Task statement:
Using the entries that follow, report how many lines contain the word "TaskTracker". Only the number is wanted.

++++++++++++++++++++

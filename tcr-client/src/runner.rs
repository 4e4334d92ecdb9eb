//! Job dispatch to runners

use std::time::Duration;

use reqwest::Client;
use tcr_core::domain::job::Job;

use crate::error::Result;
use crate::{DEFAULT_DISPATCH_TIMEOUT, handle_empty_response, http_client};

/// Pushes jobs to runners
///
/// Runners are addressed per call since every runner has its own endpoint.
#[derive(Debug, Clone)]
pub struct RunnerClient {
    client: Client,
}

impl RunnerClient {
    /// Create a client with the default 8s dispatch timeout
    pub fn new() -> Result<Self> {
        Self::with_timeout(DEFAULT_DISPATCH_TIMEOUT)
    }

    /// Create a client with a custom dispatch timeout
    pub fn with_timeout(timeout: Duration) -> Result<Self> {
        Ok(Self {
            client: http_client(timeout)?,
        })
    }

    /// POST the full job record to `{endpoint}/job`
    ///
    /// Any non-2xx answer counts as a rejected dispatch.
    pub async fn dispatch_job(&self, endpoint: &str, job: &Job) -> Result<()> {
        let url = job_url(endpoint);
        let response = self.client.post(&url).json(job).send().await?;

        handle_empty_response(response).await
    }
}

fn job_url(endpoint: &str) -> String {
    format!("{}/job", endpoint.trim_end_matches('/'))
}

#[cfg(test)]
mod tests {
    use super::*;

    #[test]
    fn test_job_url() {
        assert_eq!(job_url("http://10.0.0.5:8081"), "http://10.0.0.5:8081/job");
        assert_eq!(job_url("http://10.0.0.5:8081/"), "http://10.0.0.5:8081/job");
    }

    #[test]
    fn test_client_creation() {
        assert!(RunnerClient::with_timeout(Duration::from_millis(250)).is_ok());
    }
}
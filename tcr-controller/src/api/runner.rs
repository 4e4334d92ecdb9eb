//! Runner API Handlers
//!
//! Heartbeats and registry inspection.

use std::net::SocketAddr;

use axum::{
    Json,
    extract::{ConnectInfo, Query, State, rejection::QueryRejection},
};
use tcr_core::domain::runner::{DEFAULT_RUNNER_PORT, Runner};
use tcr_core::dto::runner::HeartbeatQuery;

use crate::api::error::{ApiError, ApiResult};
use crate::state::AppState;

/// GET|POST /heartbeat?id=..&port=..
/// Register or refresh a runner
///
/// The runner's address is the source of the connection.
pub async fn heartbeat(
    State(state): State<AppState>,
    ConnectInfo(peer): ConnectInfo<SocketAddr>,
    query: Result<Query<HeartbeatQuery>, QueryRejection>,
) -> ApiResult<Json<Runner>> {
    let Query(query) = query.map_err(ApiError::from)?;
    let id = query.id.trim();
    if id.is_empty() {
        return Err(ApiError::BadRequest("missing id".to_string()));
    }

    let port = query.port.unwrap_or(DEFAULT_RUNNER_PORT);
    tracing::debug!("Heartbeat from runner {} ({}:{})", id, peer.ip(), port);

    Ok(Json(state.registry.heartbeat(id, peer.ip(), port)))
}

/// GET /runners
/// Registry snapshot, sorted by id
pub async fn list_runners(State(state): State<AppState>) -> Json<Vec<Runner>> {
    let mut runners: Vec<Runner> = state.registry.snapshot().into_values().collect();
    runners.sort_by(|a, b| a.id.cmp(&b.id));
    Json(runners)
}
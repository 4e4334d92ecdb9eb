//! Dispatcher
//!
//! Pairs queued jobs with idle runners and pushes them over HTTP. Two entry
//! points share one matching routine:
//! - [`Dispatcher::sweep`], run periodically over the whole queue
//! - [`Dispatcher::trigger_next`], the fast path run after a job completes
//!
//! Sends run as tasks on the dispatcher's tracker so a slow runner never
//! holds up the next sweep; [`Dispatcher::drain`] waits for them at shutdown.
//!
//! Correctness rests on two short critical sections taken one after the
//! other, never nested and never held across the network send:
//! 1. the registry reserves a runner (picks it and marks it busy at once)
//! 2. the queue moves the job `queued -> dispatched` by compare-and-set
//!
//! A losing attempt at step 2 releases its runner. A failed send requeues
//! the job and releases the runner.

use std::collections::HashSet;
use std::sync::Arc;
use std::time::Duration;

use async_trait::async_trait;
use tcr_client::{ClientError, RunnerClient};
use tcr_core::domain::job::{Job, JobOutcome, JobStatus};
use tcr_core::domain::runner::Runner;
use tokio::task::JoinHandle;
use tokio_util::task::TaskTracker;

use crate::service::metrics::Metrics;
use crate::service::queue::{JobQueue, Requeue};
use crate::service::registry::RunnerRegistry;

/// Transport used to hand a job to a runner
#[async_trait]
pub trait JobSender: Send + Sync {
    async fn send(&self, runner: &Runner, job: &Job) -> tcr_client::Result<()>;
}

#[async_trait]
impl JobSender for RunnerClient {
    async fn send(&self, runner: &Runner, job: &Job) -> tcr_client::Result<()> {
        self.dispatch_job(&runner.endpoint(), job).await
    }
}

/// Dispatcher settings
#[derive(Debug, Clone)]
pub struct DispatchConfig {
    /// Upper bound on a single send, on top of the transport's own timeout
    pub send_timeout: Duration,
    /// Dispatches per job before it is failed instead of requeued
    pub max_attempts: u32,
}

impl Default for DispatchConfig {
    fn default() -> Self {
        Self {
            send_timeout: tcr_client::DEFAULT_DISPATCH_TIMEOUT,
            max_attempts: 3,
        }
    }
}

/// What happened to one dispatch attempt
#[derive(Debug, Clone, PartialEq, Eq)]
pub enum DispatchOutcome {
    /// Matched by a sweep; the send continues in the background
    Claimed { job_id: String, runner_id: String },
    /// The runner accepted the job
    Sent { job_id: String, runner_id: String },
    /// The send failed; the job was requeued (or failed when out of attempts)
    SendFailed { job_id: String, runner_id: String },
    /// Another attempt dispatched the job first
    Lost,
    /// No live, idle runner
    NoRunner,
}

/// A job and runner that were matched but not yet sent
#[derive(Debug)]
struct Claim {
    job: Job,
    runner: Runner,
}

pub struct Dispatcher {
    queue: Arc<JobQueue>,
    registry: Arc<RunnerRegistry>,
    sender: Arc<dyn JobSender>,
    metrics: Arc<Metrics>,
    config: DispatchConfig,
    sends: TaskTracker,
}

impl std::fmt::Debug for Dispatcher {
    fn fmt(&self, f: &mut std::fmt::Formatter<'_>) -> std::fmt::Result {
        f.debug_struct("Dispatcher")
            .field("config", &self.config)
            .field("in_flight", &self.sends.len())
            .finish_non_exhaustive()
    }
}

impl Dispatcher {
    pub fn new(
        queue: Arc<JobQueue>,
        registry: Arc<RunnerRegistry>,
        sender: Arc<dyn JobSender>,
        metrics: Arc<Metrics>,
        config: DispatchConfig,
    ) -> Self {
        Self {
            queue,
            registry,
            sender,
            metrics,
            config,
            sends: TaskTracker::new(),
        }
    }

    /// One periodic pass over the queue
    ///
    /// Jobs are considered in queue order; the pass stops at the first job
    /// for which no runner is free. Returns once every match is claimed,
    /// without waiting for the sends.
    pub fn sweep(self: &Arc<Self>) -> Vec<DispatchOutcome> {
        let snapshot = self.queue.list();
        let mut claimed: HashSet<String> = HashSet::new();
        let mut outcomes = Vec::new();

        for job in snapshot {
            if job.status != JobStatus::Queued || claimed.contains(&job.id) {
                continue;
            }

            match self.claim(&job.id) {
                Ok(claim) => {
                    claimed.insert(claim.job.id.clone());
                    outcomes.push(DispatchOutcome::Claimed {
                        job_id: claim.job.id.clone(),
                        runner_id: claim.runner.id.clone(),
                    });
                    let dispatcher = Arc::clone(self);
                    self.sends.spawn(async move { dispatcher.send(claim).await });
                }
                Err(DispatchOutcome::NoRunner) => {
                    tracing::debug!("No idle runner, ending sweep");
                    break;
                }
                Err(outcome) => outcomes.push(outcome),
            }
        }

        outcomes
    }

    /// Wait for every in-flight send and fast path to finish
    ///
    /// Closes the tracker; tasks spawned afterwards are still tracked, so
    /// calling this again waits for those too.
    pub async fn drain(&self) {
        self.sends.close();
        if !self.sends.is_empty() {
            tracing::info!("Waiting for {} in-flight dispatch(es)", self.sends.len());
        }
        self.sends.wait().await;
    }

    /// Fast path: dispatch the next queued job right away, if a runner is free
    ///
    /// Returns `None` when the queue has nothing waiting.
    pub async fn trigger_next(self: Arc<Self>) -> Option<DispatchOutcome> {
        self.metrics.fast_path_run();

        let Some(job) = self.queue.next_queued() else {
            tracing::debug!("Fast path: no queued job");
            return None;
        };

        let outcome = self.dispatch(&job.id).await;
        if let DispatchOutcome::Sent { job_id, runner_id } = &outcome {
            tracing::info!("Triggered next job {} on runner {}", job_id, runner_id);
        }
        Some(outcome)
    }

    /// Spawn the fast path without waiting for it
    pub fn spawn_trigger_next(self: &Arc<Self>) -> JoinHandle<Option<DispatchOutcome>> {
        let dispatcher = Arc::clone(self);
        self.sends.spawn(dispatcher.trigger_next())
    }

    /// Match one job with a runner and send it
    pub async fn dispatch(&self, job_id: &str) -> DispatchOutcome {
        match self.claim(job_id) {
            Ok(claim) => self.send(claim).await,
            Err(outcome) => outcome,
        }
    }

    /// Reserve a runner, then move the job to `dispatched`
    fn claim(&self, job_id: &str) -> Result<Claim, DispatchOutcome> {
        let Some(runner) = self.registry.reserve_idle(job_id) else {
            return Err(DispatchOutcome::NoRunner);
        };

        match self.queue.mark_dispatched(job_id, &runner.id) {
            Some(job) => Ok(Claim { job, runner }),
            None => {
                self.registry.release(&runner.id, job_id);
                tracing::debug!("Job {} already taken, released runner {}", job_id, runner.id);
                Err(DispatchOutcome::Lost)
            }
        }
    }

    /// Push a claimed job with no lock held
    async fn send(&self, claim: Claim) -> DispatchOutcome {
        let Claim { job, runner } = claim;

        let result = match tokio::time::timeout(
            self.config.send_timeout,
            self.sender.send(&runner, &job),
        )
        .await
        {
            Ok(result) => result,
            Err(_) => Err(ClientError::Timeout(self.config.send_timeout)),
        };

        match result {
            Ok(()) => {
                self.metrics.job_dispatched();
                tracing::info!(
                    "Dispatched job '{}' (ID: {}) to runner '{}'",
                    job.job_name, job.id, runner.id
                );
                DispatchOutcome::Sent {
                    job_id: job.id,
                    runner_id: runner.id,
                }
            }
            Err(err) => {
                self.metrics.dispatch_error();
                tracing::warn!(
                    "Failed to dispatch job {} to runner {}: {}",
                    job.job_name, runner.id, err
                );
                self.recover_failed_send(&job.id, &runner.id);
                DispatchOutcome::SendFailed {
                    job_id: job.id,
                    runner_id: runner.id,
                }
            }
        }
    }

    /// Undo a dispatch that never reached the runner
    ///
    /// If the runner already reported on the job the send only timed out on
    /// our side, and both records are left as they are.
    pub(crate) fn recover_failed_send(&self, job_id: &str, runner_id: &str) {
        match self
            .queue
            .requeue_dispatch(job_id, runner_id, self.config.max_attempts)
        {
            Requeue::Requeued => {
                self.metrics.job_requeued();
                self.registry.release(runner_id, job_id);
                tracing::info!("Job {} requeued after failed dispatch", job_id);
            }
            Requeue::Exhausted => {
                self.metrics.job_completed(JobOutcome::Failed, None);
                self.registry.release(runner_id, job_id);
                tracing::warn!(
                    "Job {} failed after {} dispatch attempt(s)",
                    job_id, self.config.max_attempts
                );
            }
            Requeue::Skipped => {
                tracing::debug!("Job {} moved on since dispatch, leaving it", job_id);
            }
        }
    }
}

++++++++++++++++++++

Answer to the problem:
3